Exercise prompt
Scan the records for lines with the word "INSERT", and copy every such line.
____ Source material
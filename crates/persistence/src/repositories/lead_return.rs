//! Lead return repository for database operations.

use chrono::{DateTime, Utc};
use sqlx::PgPool;

use domain::models::lead::{Lead, LeadPatch};

use crate::entities::{
    AttachmentEntity, AttachmentKindDb, LeadEntity, LeadReturnEntity, LeadReturnStatusDb,
};
use crate::metrics::{QueryTimer, Table};
use crate::repositories::lead::apply_patch_on;

/// Metadata of a stored evidence file.
#[derive(Debug, Clone)]
pub struct NewAttachment {
    pub kind: AttachmentKindDb,
    pub bucket: String,
    pub path: String,
    pub file_name: String,
    pub size_bytes: i64,
}

/// Which returns a caller may list.
#[derive(Debug, Clone, Copy, Default)]
pub struct ReturnScope {
    /// Only returns on leads of this company.
    pub company_id: Option<i64>,
    /// Only returns requested by this user.
    pub requested_by: Option<i64>,
}

/// Repository for lead return database operations.
#[derive(Clone)]
pub struct LeadReturnRepository {
    pool: PgPool,
}

impl LeadReturnRepository {
    pub fn new(pool: PgPool) -> Self {
        Self { pool }
    }

    /// Opens a return and applies `lead_patch` to the lead in one
    /// transaction.
    ///
    /// Returns `None` when the lead changed since `before` was read. A second
    /// open return on the same lead fails with a unique violation.
    pub async fn open(
        &self,
        before: &Lead,
        lead_patch: &LeadPatch,
        requested_by: i64,
        reason: Option<&str>,
        now: DateTime<Utc>,
    ) -> Result<Option<LeadReturnEntity>, sqlx::Error> {
        let timer = QueryTimer::new(Table::LeadReturns, "open_lead_return");
        let mut tx = self.pool.begin().await?;

        if apply_patch_on(&mut *tx, before, lead_patch).await?.is_none() {
            tx.rollback().await?;
            timer.record();
            return Ok(None);
        }

        let entity = sqlx::query_as::<_, LeadReturnEntity>(
            r#"
            INSERT INTO lead_returns (lead_id, requested_by, reason, requested_at)
            VALUES ($1, $2, $3, $4)
            RETURNING *
            "#,
        )
        .bind(before.id)
        .bind(requested_by)
        .bind(reason)
        .bind(now)
        .fetch_one(&mut *tx)
        .await?;

        tx.commit().await?;
        timer.record();
        Ok(Some(entity))
    }

    pub async fn find_by_id(&self, id: i64) -> Result<Option<LeadReturnEntity>, sqlx::Error> {
        let timer = QueryTimer::new(Table::LeadReturns, "find_lead_return_by_id");
        let result =
            sqlx::query_as::<_, LeadReturnEntity>("SELECT * FROM lead_returns WHERE id = $1")
                .bind(id)
                .fetch_optional(&self.pool)
                .await;
        timer.record();
        result
    }

    /// The return of a lead that is still `pendiente` or `tramite`, if any.
    pub async fn find_open_for_lead(
        &self,
        lead_id: i64,
    ) -> Result<Option<LeadReturnEntity>, sqlx::Error> {
        let timer = QueryTimer::new(Table::LeadReturns, "find_open_lead_return");
        let result = sqlx::query_as::<_, LeadReturnEntity>(
            r#"
            SELECT * FROM lead_returns
            WHERE lead_id = $1 AND status IN ('pendiente', 'tramite')
            "#,
        )
        .bind(lead_id)
        .fetch_optional(&self.pool)
        .await;
        timer.record();
        result
    }

    /// Attachments of several returns.
    pub async fn attachments_for(
        &self,
        return_ids: &[i64],
    ) -> Result<Vec<AttachmentEntity>, sqlx::Error> {
        if return_ids.is_empty() {
            return Ok(Vec::new());
        }
        let timer = QueryTimer::new(Table::LeadReturns, "find_lead_return_attachments");
        let result = sqlx::query_as::<_, AttachmentEntity>(
            r#"
            SELECT * FROM lead_return_attachments
            WHERE return_id = ANY($1)
            ORDER BY id
            "#,
        )
        .bind(return_ids)
        .fetch_all(&self.pool)
        .await;
        timer.record();
        result
    }

    pub async fn find_attachment(
        &self,
        return_id: i64,
        attachment_id: i64,
    ) -> Result<Option<AttachmentEntity>, sqlx::Error> {
        let timer = QueryTimer::new(Table::LeadReturns, "find_lead_return_attachment");
        let result = sqlx::query_as::<_, AttachmentEntity>(
            "SELECT * FROM lead_return_attachments WHERE id = $1 AND return_id = $2",
        )
        .bind(attachment_id)
        .bind(return_id)
        .fetch_optional(&self.pool)
        .await;
        timer.record();
        result
    }

    /// Lists returns in scope, newest first.
    pub async fn list(
        &self,
        scope: ReturnScope,
        open_only: bool,
    ) -> Result<Vec<LeadReturnEntity>, sqlx::Error> {
        let timer = QueryTimer::new(Table::LeadReturns, "list_lead_returns");

        let mut conditions = vec!["TRUE".to_string()];
        let mut param_count = 0;

        if open_only {
            conditions.push("r.status IN ('pendiente', 'tramite')".to_string());
        }
        if scope.company_id.is_some() {
            param_count += 1;
            conditions.push(format!("l.company_id = ${}", param_count));
        }
        if scope.requested_by.is_some() {
            param_count += 1;
            conditions.push(format!("r.requested_by = ${}", param_count));
        }

        let sql = format!(
            r#"
            SELECT r.* FROM lead_returns r
            JOIN leads l ON l.id = r.lead_id
            WHERE {}
            ORDER BY r.requested_at DESC, r.id DESC
            "#,
            conditions.join(" AND ")
        );

        let mut query = sqlx::query_as::<_, LeadReturnEntity>(&sql);
        if let Some(company_id) = scope.company_id {
            query = query.bind(company_id);
        }
        if let Some(requested_by) = scope.requested_by {
            query = query.bind(requested_by);
        }

        let result = query.fetch_all(&self.pool).await;
        timer.record();
        result
    }

    /// Records evidence and moves a pending return to `tramite`.
    ///
    /// Returns `None`, writing nothing, when the return is not pending.
    pub async fn submit_evidence(
        &self,
        return_id: i64,
        attachments: &[NewAttachment],
        reason: Option<&str>,
    ) -> Result<Option<(LeadReturnEntity, Vec<AttachmentEntity>)>, sqlx::Error> {
        let timer = QueryTimer::new(Table::LeadReturns, "submit_lead_return_evidence");
        let mut tx = self.pool.begin().await?;

        let updated = sqlx::query_as::<_, LeadReturnEntity>(
            r#"
            UPDATE lead_returns
            SET status = 'tramite', reason = COALESCE($2, reason), updated_at = NOW()
            WHERE id = $1 AND status = 'pendiente'
            RETURNING *
            "#,
        )
        .bind(return_id)
        .bind(reason)
        .fetch_optional(&mut *tx)
        .await?;

        let Some(updated) = updated else {
            tx.rollback().await?;
            timer.record();
            return Ok(None);
        };

        let mut stored = Vec::with_capacity(attachments.len());
        for attachment in attachments {
            let entity = sqlx::query_as::<_, AttachmentEntity>(
                r#"
                INSERT INTO lead_return_attachments
                    (return_id, kind, bucket, path, file_name, size_bytes)
                VALUES ($1, $2, $3, $4, $5, $6)
                RETURNING *
                "#,
            )
            .bind(return_id)
            .bind(attachment.kind)
            .bind(&attachment.bucket)
            .bind(&attachment.path)
            .bind(&attachment.file_name)
            .bind(attachment.size_bytes)
            .fetch_one(&mut *tx)
            .await?;
            stored.push(entity);
        }

        tx.commit().await?;
        timer.record();
        Ok(Some((updated, stored)))
    }

    /// Applies an admin decision to a return in `tramite`.
    pub async fn resolve(
        &self,
        return_id: i64,
        status: LeadReturnStatusDb,
        comment: Option<&str>,
        now: DateTime<Utc>,
    ) -> Result<Option<LeadReturnEntity>, sqlx::Error> {
        let timer = QueryTimer::new(Table::LeadReturns, "resolve_lead_return");
        let result = sqlx::query_as::<_, LeadReturnEntity>(
            r#"
            UPDATE lead_returns
            SET status = $2, admin_comment = $3, resolved_at = $4, updated_at = NOW()
            WHERE id = $1 AND status = 'tramite'
            RETURNING *
            "#,
        )
        .bind(return_id)
        .bind(status)
        .bind(comment)
        .bind(now)
        .fetch_optional(&self.pool)
        .await;
        timer.record();
        result
    }

    /// Cancels an open return and restores its lead in one transaction.
    pub async fn cancel(
        &self,
        return_id: i64,
        lead_patch: &LeadPatch,
        now: DateTime<Utc>,
    ) -> Result<Option<(LeadReturnEntity, LeadEntity)>, sqlx::Error> {
        let timer = QueryTimer::new(Table::LeadReturns, "cancel_lead_return");
        let mut tx = self.pool.begin().await?;

        let cancelled = sqlx::query_as::<_, LeadReturnEntity>(
            r#"
            UPDATE lead_returns
            SET status = 'cancelado', resolved_at = $2, updated_at = NOW()
            WHERE id = $1 AND status IN ('pendiente', 'tramite')
            RETURNING *
            "#,
        )
        .bind(return_id)
        .bind(now)
        .fetch_optional(&mut *tx)
        .await?;

        let Some(cancelled) = cancelled else {
            tx.rollback().await?;
            timer.record();
            return Ok(None);
        };

        let status = lead_patch.status.map(crate::entities::LeadStatusDb::from);
        let temp_status = lead_patch.temp_status.map(crate::entities::TempStatusDb::from);
        let lead = sqlx::query_as::<_, LeadEntity>(
            r#"
            UPDATE leads
            SET status = COALESCE($2, status),
                temp_status = COALESCE($3, temp_status),
                updated_at = NOW()
            WHERE id = $1
            RETURNING *
            "#,
        )
        .bind(cancelled.lead_id)
        .bind(status)
        .bind(temp_status)
        .fetch_one(&mut *tx)
        .await?;

        tx.commit().await?;
        timer.record();
        Ok(Some((cancelled, lead)))
    }
}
________
Output for this task
            INSERT INTO lead_returns (lead_id, requested_by, reason, requested_at)
                INSERT INTO lead_return_attachments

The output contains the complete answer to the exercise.